___ Data for this task

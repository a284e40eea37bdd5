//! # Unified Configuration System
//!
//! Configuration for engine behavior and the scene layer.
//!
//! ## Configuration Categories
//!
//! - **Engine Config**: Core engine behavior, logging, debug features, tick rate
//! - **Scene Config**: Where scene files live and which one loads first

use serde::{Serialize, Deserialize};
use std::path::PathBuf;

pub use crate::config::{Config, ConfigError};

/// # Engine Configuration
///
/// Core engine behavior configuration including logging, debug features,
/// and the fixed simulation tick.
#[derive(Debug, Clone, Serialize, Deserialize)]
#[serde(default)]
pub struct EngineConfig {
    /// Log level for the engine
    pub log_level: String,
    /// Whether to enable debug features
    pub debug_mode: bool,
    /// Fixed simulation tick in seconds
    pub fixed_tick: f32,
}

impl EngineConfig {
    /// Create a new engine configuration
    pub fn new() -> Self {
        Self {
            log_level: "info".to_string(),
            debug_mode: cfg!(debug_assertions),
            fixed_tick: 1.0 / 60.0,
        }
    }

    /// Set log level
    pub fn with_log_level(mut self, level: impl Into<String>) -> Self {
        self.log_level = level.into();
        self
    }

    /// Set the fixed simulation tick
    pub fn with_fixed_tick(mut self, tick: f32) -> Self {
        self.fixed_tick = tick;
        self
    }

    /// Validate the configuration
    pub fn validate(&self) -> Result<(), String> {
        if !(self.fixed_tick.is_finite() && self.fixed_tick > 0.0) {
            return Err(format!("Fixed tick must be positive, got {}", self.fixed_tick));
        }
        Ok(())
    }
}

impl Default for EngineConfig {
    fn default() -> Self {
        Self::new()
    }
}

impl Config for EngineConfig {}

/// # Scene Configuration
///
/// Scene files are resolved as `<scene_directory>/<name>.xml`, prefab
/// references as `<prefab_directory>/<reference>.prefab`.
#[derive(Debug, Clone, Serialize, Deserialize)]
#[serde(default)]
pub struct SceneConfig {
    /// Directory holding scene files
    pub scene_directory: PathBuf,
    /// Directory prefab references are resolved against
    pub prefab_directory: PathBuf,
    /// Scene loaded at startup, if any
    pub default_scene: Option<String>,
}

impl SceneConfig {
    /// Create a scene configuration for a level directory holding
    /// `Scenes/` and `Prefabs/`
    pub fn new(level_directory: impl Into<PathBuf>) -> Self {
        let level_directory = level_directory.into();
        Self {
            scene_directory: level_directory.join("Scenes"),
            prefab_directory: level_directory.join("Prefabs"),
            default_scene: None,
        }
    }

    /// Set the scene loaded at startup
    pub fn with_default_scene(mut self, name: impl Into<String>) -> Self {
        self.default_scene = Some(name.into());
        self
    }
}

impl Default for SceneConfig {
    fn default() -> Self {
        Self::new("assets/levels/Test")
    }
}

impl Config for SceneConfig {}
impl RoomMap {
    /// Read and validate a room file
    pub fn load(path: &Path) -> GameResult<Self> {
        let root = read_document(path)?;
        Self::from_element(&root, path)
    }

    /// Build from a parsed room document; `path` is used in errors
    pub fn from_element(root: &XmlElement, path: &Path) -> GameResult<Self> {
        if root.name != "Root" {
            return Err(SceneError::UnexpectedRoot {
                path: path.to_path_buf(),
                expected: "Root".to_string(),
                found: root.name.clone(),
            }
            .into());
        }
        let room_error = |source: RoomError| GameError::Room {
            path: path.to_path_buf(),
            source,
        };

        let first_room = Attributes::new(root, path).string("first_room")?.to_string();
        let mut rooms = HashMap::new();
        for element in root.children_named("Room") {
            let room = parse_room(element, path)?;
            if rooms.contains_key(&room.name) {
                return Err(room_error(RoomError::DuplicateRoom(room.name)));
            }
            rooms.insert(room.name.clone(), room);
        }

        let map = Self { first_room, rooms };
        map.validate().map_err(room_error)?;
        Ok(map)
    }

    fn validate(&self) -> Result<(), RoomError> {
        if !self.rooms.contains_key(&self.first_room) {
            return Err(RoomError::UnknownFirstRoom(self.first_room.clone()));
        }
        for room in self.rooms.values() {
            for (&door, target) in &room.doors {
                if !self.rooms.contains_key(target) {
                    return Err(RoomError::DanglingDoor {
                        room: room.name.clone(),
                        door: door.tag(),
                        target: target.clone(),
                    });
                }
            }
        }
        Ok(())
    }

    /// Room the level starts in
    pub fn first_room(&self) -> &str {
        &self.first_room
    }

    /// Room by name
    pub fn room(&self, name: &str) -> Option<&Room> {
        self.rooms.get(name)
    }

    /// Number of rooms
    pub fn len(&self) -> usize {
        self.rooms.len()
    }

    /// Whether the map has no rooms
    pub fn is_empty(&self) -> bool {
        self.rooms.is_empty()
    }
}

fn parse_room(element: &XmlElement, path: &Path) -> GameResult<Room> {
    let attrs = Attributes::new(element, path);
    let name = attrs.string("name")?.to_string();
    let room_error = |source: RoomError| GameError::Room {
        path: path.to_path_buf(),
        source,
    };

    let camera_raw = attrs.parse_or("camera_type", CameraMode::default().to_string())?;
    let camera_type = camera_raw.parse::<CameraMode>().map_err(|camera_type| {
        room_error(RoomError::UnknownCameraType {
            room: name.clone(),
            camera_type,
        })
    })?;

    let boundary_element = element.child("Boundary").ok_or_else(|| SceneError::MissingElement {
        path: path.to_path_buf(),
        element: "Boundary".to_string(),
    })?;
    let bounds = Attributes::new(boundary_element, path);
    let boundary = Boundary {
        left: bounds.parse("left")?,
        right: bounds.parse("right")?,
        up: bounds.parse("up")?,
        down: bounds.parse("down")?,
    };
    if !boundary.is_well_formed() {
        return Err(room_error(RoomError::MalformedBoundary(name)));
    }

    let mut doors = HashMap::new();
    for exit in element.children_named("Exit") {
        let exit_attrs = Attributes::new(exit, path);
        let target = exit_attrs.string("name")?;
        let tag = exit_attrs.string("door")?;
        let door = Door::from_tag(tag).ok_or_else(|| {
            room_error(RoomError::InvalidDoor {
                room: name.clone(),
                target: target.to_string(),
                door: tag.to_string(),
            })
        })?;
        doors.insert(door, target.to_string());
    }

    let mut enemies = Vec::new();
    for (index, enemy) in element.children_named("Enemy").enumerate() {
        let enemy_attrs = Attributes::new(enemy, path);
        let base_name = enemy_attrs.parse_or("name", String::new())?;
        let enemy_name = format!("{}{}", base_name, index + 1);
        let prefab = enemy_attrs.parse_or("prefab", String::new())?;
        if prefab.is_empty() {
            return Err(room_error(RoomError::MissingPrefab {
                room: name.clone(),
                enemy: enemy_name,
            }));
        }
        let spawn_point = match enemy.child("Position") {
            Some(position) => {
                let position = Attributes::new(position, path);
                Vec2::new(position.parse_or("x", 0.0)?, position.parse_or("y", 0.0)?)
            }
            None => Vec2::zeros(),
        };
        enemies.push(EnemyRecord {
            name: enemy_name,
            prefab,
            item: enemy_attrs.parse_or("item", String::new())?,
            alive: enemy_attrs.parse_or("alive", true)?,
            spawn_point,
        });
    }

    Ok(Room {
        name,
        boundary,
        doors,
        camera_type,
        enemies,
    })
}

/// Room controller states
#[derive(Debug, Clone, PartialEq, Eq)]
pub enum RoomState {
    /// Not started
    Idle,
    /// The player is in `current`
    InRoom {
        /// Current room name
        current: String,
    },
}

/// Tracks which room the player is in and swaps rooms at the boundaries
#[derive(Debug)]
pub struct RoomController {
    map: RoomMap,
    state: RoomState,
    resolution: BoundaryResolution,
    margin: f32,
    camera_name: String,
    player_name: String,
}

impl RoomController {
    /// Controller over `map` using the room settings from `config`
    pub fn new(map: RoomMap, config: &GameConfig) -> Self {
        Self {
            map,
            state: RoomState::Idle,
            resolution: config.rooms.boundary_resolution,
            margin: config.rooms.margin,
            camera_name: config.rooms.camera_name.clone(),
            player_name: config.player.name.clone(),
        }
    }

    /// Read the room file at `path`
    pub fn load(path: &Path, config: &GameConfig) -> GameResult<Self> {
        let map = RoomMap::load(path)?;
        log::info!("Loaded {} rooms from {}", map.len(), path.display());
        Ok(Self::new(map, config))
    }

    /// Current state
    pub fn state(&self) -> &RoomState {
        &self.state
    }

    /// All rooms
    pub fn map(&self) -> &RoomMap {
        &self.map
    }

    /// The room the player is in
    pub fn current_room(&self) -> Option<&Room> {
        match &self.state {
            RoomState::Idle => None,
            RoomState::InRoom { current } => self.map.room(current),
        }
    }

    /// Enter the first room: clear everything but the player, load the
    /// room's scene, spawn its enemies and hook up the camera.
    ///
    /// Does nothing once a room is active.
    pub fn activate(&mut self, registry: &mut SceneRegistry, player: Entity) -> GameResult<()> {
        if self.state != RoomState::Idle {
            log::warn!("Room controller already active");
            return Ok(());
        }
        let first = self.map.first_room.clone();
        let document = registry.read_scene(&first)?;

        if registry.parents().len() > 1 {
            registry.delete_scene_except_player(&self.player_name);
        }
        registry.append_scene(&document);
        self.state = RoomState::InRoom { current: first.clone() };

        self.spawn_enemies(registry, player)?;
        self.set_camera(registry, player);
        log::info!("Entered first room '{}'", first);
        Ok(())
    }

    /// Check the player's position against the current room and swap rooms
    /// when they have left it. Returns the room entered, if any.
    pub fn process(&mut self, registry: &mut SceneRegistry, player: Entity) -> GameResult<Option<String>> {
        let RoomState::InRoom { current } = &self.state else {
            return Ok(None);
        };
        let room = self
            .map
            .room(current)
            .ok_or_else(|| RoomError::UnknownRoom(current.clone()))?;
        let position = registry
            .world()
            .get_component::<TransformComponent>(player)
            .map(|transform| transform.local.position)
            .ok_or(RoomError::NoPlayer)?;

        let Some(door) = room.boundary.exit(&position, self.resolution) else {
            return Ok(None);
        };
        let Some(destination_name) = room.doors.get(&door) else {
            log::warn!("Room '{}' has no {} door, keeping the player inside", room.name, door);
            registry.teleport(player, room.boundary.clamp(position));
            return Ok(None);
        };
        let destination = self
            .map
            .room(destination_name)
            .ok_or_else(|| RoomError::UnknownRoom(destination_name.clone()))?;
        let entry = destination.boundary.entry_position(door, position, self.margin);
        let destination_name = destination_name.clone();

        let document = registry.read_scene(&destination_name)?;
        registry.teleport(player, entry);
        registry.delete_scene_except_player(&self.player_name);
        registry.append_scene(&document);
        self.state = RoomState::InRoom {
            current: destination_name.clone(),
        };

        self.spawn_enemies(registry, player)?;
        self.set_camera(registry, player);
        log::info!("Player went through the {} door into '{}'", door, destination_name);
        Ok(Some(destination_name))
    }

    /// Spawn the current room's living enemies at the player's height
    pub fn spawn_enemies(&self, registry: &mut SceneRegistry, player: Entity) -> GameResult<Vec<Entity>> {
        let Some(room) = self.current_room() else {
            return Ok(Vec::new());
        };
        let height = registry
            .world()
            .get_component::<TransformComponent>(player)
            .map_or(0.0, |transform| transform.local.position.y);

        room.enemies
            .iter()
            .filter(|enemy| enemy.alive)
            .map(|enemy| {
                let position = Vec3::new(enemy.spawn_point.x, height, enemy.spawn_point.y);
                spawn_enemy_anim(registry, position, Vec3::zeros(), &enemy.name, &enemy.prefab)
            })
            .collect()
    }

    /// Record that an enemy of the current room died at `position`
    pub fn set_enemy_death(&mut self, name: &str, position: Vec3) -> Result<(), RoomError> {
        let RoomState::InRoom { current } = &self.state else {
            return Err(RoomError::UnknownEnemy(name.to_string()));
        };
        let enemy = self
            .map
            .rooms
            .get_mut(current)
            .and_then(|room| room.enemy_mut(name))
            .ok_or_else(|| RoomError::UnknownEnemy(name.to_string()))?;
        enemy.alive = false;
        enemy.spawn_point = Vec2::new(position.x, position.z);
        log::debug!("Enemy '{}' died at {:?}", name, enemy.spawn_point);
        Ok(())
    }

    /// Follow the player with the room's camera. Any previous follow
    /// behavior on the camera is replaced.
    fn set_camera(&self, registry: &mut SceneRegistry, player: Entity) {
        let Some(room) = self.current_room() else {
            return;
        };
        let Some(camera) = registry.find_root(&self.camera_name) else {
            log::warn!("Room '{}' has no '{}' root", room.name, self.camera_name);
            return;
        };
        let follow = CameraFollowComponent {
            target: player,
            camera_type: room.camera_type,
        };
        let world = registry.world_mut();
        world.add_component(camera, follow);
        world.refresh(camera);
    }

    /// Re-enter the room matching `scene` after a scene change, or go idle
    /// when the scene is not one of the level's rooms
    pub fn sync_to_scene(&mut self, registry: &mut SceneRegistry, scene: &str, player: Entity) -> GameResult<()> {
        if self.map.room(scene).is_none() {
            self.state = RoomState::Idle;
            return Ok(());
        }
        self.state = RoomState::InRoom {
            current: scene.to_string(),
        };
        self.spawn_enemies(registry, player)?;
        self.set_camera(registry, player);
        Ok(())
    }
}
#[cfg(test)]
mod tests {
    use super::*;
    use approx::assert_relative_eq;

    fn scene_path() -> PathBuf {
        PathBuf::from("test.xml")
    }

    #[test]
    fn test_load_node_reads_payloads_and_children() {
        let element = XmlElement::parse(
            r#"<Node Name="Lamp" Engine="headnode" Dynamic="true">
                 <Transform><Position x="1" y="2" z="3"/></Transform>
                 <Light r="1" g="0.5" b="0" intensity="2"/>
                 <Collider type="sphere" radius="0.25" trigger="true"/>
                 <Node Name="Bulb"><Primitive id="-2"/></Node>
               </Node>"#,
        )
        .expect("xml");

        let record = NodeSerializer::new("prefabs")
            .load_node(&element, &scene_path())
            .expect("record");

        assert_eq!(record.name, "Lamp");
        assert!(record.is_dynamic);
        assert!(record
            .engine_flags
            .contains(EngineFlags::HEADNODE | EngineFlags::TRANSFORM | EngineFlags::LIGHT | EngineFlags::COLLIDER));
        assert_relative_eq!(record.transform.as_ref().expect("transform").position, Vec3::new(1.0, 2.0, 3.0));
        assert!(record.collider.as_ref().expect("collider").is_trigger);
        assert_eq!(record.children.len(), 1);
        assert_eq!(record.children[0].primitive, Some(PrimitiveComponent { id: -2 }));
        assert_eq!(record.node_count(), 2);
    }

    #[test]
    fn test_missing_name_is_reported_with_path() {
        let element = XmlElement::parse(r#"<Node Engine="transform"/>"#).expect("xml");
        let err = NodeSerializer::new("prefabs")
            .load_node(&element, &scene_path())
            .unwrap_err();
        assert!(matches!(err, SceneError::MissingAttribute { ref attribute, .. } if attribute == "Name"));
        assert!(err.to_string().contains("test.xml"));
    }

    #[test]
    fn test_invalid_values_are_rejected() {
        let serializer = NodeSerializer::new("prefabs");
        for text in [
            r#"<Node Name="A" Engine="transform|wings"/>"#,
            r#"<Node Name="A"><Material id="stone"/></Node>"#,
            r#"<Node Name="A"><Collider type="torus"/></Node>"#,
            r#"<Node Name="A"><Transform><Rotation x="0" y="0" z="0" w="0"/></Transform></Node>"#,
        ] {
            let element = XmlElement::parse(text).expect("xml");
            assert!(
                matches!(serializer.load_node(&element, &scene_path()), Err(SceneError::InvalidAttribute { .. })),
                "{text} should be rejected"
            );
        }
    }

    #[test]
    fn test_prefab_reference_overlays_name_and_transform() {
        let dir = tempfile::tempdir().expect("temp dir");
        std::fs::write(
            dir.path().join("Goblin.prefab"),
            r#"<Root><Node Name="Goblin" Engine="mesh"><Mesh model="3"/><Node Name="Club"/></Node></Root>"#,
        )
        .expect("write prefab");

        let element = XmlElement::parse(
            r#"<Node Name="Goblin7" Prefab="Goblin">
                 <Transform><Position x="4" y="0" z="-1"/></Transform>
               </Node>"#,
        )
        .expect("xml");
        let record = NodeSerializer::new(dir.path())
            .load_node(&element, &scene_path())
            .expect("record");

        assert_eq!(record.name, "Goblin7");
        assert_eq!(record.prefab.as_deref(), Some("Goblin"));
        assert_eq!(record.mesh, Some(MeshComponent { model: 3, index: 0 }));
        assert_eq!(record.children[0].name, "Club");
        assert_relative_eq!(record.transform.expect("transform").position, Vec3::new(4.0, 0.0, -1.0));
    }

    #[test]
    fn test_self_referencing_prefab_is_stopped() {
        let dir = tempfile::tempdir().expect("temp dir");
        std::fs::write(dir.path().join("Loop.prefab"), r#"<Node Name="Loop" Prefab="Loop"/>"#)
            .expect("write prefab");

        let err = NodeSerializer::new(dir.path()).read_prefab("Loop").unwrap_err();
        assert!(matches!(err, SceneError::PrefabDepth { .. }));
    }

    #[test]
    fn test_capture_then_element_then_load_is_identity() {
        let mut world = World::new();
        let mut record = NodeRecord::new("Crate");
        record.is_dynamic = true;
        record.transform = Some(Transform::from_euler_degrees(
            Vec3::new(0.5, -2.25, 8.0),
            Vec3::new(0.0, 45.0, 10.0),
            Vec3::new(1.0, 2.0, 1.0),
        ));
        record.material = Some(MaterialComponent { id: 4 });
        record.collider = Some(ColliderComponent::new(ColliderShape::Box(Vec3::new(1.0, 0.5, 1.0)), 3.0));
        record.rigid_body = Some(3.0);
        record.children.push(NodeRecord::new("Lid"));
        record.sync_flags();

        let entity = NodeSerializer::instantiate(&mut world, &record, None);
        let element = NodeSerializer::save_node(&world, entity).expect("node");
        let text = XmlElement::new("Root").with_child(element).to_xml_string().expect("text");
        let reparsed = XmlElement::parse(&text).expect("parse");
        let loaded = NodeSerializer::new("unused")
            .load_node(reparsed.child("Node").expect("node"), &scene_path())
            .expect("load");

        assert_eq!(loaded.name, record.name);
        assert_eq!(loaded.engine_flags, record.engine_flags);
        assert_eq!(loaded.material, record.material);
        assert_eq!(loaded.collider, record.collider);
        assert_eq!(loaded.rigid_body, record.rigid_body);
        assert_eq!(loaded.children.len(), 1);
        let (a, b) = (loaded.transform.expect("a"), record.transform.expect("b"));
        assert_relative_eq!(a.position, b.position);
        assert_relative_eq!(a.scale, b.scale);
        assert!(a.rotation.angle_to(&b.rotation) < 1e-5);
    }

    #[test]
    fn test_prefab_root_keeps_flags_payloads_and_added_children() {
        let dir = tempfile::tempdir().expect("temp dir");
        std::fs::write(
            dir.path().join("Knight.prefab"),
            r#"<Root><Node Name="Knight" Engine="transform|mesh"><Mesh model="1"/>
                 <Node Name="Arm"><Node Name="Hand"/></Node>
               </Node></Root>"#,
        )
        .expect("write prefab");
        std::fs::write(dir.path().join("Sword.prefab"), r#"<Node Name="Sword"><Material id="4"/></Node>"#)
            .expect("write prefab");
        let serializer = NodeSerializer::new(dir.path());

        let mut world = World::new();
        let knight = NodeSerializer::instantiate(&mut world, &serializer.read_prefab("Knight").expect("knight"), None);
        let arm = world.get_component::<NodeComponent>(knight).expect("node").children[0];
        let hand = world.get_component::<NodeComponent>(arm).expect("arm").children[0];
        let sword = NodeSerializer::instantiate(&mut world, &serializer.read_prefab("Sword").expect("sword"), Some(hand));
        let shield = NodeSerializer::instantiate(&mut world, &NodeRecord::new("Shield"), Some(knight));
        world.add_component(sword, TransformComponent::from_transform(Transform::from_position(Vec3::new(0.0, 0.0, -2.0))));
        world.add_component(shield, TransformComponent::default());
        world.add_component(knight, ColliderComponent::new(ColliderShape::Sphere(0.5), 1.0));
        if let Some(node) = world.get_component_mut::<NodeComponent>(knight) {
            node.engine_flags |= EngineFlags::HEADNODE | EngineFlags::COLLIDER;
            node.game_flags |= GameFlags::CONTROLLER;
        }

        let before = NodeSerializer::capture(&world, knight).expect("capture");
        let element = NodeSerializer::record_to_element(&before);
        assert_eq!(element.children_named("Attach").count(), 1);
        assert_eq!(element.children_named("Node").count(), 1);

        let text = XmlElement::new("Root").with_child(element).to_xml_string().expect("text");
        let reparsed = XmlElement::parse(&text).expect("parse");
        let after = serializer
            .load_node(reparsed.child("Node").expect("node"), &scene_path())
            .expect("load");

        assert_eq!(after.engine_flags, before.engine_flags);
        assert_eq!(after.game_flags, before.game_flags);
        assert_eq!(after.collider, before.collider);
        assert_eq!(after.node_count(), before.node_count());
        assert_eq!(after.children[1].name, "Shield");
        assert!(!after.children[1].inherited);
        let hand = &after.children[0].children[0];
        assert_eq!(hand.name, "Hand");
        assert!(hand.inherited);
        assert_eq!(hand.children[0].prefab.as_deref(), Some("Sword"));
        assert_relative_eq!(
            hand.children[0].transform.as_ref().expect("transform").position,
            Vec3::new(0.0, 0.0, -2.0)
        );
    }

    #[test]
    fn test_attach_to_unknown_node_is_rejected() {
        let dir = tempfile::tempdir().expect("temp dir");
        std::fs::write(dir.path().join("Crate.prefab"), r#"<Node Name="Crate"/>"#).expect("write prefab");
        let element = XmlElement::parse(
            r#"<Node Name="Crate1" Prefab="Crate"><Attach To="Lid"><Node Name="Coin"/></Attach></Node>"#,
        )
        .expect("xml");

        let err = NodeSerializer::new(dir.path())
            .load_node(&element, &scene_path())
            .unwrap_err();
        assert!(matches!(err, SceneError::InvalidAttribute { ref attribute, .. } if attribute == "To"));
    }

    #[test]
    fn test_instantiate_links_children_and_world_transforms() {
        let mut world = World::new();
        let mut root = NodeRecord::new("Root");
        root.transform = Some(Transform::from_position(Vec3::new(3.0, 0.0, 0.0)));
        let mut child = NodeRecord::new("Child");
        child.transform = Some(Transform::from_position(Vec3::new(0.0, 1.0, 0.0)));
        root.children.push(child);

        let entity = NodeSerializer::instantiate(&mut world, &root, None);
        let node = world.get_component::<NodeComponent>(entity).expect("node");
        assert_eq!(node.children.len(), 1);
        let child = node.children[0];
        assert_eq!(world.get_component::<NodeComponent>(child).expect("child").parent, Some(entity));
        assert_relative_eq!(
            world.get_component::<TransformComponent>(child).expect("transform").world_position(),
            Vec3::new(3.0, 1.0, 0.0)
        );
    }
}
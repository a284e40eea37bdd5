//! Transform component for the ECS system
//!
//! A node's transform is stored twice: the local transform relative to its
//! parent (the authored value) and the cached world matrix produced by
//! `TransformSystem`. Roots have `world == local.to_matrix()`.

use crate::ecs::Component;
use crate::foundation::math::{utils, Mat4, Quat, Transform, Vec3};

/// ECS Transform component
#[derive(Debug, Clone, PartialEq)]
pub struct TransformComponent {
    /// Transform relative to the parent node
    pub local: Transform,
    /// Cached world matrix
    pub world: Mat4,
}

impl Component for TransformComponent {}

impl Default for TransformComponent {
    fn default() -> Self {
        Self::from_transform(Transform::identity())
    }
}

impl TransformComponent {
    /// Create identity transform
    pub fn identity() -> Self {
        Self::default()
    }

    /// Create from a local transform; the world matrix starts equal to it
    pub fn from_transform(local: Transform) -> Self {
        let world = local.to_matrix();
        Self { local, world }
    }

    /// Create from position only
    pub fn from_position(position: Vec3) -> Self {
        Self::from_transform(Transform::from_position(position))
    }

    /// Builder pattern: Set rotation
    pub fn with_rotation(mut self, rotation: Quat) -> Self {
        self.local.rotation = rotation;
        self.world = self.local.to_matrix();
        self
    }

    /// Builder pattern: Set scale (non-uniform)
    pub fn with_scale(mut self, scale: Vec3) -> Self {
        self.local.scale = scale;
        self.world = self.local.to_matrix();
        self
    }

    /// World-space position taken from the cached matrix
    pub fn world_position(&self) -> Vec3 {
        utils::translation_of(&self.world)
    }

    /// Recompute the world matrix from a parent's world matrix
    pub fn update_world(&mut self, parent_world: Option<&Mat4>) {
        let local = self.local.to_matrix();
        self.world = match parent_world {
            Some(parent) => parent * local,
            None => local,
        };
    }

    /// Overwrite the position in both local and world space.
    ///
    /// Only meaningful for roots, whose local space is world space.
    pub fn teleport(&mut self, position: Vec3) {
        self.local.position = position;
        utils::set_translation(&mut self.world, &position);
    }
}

______

▸ Instructions to follow: Repeat the material above exactly, beginning with its first line and ending with the line that holds "fixed simulation tick.", and leave out everything else.

▸ Output below:
repository a284e40eea37bdd5
//! # Unified Configuration System
//!
//! Configuration for engine behavior and the scene layer.
//!
//! ## Configuration Categories
//!
//! - **Engine Config**: Core engine behavior, logging, debug features, tick rate
//! - **Scene Config**: Where scene files live and which one loads first

use serde::{Serialize, Deserialize};
use std::path::PathBuf;

pub use crate::config::{Config, ConfigError};

/// # Engine Configuration
///
/// Core engine behavior configuration including logging, debug features,
/// and the fixed simulation tick.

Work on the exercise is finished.